▶ _Recorded information_
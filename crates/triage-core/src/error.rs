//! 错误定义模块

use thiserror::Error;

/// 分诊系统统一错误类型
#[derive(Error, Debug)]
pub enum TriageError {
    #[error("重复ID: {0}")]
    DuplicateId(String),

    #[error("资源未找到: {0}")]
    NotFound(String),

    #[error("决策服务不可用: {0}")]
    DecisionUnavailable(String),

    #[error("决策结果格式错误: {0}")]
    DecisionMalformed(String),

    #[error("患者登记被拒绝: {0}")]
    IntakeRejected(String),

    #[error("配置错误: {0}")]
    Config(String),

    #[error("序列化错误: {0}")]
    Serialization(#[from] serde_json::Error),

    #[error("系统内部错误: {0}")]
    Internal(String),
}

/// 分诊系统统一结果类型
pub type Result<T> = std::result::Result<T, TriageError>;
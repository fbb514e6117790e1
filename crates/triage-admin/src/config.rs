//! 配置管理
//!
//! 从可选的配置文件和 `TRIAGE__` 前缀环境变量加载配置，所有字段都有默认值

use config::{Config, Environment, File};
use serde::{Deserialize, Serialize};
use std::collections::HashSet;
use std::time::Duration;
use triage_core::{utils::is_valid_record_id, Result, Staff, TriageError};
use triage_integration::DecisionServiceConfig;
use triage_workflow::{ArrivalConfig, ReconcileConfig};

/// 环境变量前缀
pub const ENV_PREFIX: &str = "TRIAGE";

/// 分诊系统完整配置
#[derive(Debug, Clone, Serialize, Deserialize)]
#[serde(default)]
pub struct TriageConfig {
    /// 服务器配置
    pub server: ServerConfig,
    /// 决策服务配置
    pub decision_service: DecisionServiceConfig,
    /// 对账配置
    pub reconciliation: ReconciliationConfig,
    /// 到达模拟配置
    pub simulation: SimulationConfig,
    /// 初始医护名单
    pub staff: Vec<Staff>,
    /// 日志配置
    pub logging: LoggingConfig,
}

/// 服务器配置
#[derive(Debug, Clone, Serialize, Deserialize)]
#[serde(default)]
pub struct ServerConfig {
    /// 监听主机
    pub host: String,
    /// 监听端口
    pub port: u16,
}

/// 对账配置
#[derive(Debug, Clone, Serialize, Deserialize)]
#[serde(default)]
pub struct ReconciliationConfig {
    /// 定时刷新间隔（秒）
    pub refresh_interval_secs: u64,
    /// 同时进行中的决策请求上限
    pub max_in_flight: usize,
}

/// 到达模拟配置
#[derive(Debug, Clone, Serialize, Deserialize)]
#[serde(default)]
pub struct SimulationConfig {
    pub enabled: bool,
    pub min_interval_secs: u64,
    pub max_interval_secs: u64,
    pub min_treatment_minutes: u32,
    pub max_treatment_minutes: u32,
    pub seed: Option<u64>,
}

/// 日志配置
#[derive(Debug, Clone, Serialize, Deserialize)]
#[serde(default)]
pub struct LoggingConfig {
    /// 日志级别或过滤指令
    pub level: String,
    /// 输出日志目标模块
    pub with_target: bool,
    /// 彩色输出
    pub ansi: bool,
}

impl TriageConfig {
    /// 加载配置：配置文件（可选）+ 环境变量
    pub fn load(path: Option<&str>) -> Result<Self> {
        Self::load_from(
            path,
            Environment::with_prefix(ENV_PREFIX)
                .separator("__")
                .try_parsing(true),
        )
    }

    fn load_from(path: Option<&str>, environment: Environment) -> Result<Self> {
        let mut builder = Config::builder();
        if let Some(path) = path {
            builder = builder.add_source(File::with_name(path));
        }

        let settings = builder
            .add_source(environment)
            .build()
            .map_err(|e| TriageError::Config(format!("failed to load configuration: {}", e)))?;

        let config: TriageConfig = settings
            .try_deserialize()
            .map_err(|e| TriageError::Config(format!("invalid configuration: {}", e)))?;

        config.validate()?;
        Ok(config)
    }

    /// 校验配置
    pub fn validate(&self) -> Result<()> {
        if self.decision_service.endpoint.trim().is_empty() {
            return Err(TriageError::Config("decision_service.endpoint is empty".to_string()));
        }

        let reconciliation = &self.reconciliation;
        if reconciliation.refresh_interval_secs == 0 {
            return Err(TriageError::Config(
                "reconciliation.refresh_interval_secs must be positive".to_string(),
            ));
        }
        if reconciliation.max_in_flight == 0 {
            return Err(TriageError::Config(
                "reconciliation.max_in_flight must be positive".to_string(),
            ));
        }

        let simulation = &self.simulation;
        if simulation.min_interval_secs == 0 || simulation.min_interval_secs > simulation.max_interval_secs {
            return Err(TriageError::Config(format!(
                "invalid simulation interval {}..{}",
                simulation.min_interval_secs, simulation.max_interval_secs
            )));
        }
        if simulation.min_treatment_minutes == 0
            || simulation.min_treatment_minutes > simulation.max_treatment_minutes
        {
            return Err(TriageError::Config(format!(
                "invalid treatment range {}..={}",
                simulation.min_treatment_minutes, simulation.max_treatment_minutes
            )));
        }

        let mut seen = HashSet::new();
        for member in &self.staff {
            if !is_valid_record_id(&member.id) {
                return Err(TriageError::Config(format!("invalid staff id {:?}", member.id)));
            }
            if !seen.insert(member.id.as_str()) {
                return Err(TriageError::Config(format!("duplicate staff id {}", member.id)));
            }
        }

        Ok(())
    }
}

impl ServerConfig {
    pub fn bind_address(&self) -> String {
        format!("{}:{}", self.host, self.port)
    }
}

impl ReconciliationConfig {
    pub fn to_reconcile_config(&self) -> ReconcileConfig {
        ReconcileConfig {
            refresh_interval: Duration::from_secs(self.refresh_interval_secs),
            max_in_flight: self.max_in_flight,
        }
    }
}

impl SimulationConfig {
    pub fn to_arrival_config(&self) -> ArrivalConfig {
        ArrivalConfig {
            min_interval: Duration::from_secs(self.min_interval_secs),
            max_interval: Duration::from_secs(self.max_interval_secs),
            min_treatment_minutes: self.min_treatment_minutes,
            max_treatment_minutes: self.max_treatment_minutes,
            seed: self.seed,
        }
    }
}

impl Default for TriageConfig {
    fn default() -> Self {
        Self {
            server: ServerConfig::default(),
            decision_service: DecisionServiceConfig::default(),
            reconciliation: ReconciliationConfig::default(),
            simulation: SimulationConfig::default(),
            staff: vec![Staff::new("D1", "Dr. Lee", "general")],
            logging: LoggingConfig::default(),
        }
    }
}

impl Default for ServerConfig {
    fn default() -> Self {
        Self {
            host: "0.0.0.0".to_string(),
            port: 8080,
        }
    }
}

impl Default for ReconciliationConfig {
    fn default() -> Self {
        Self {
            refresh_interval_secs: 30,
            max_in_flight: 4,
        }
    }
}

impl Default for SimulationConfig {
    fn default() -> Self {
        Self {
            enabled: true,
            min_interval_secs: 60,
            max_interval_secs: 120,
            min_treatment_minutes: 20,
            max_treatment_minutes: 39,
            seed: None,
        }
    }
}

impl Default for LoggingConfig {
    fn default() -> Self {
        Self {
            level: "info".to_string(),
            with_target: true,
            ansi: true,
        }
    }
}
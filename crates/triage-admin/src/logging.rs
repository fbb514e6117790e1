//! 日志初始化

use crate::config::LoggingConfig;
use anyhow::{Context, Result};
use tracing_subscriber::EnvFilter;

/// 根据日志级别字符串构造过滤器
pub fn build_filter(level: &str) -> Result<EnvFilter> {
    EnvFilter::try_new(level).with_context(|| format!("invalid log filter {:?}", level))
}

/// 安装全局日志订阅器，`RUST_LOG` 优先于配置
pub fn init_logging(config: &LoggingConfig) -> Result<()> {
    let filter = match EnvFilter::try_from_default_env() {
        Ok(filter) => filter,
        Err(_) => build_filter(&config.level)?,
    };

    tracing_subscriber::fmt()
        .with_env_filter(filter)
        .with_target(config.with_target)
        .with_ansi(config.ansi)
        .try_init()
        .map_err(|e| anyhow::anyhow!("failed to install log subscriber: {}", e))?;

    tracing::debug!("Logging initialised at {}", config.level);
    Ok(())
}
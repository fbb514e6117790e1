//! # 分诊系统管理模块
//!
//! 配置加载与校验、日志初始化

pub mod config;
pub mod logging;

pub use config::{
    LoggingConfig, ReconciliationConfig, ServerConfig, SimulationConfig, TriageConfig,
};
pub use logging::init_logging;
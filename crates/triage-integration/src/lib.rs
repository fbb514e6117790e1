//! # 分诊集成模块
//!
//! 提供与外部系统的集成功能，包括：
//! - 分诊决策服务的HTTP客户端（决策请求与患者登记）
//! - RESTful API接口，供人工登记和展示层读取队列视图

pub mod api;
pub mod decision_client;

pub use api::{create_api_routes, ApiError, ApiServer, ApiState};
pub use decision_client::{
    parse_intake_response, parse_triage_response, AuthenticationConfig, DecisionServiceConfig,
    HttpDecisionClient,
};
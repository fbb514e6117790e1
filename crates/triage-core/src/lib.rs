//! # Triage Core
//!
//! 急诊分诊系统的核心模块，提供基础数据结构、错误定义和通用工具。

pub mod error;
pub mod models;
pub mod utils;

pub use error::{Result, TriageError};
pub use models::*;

▶ _Task to carry out_
Find how many lines in the listing hold "path", and reply with that number only.

▶ _Solution_
5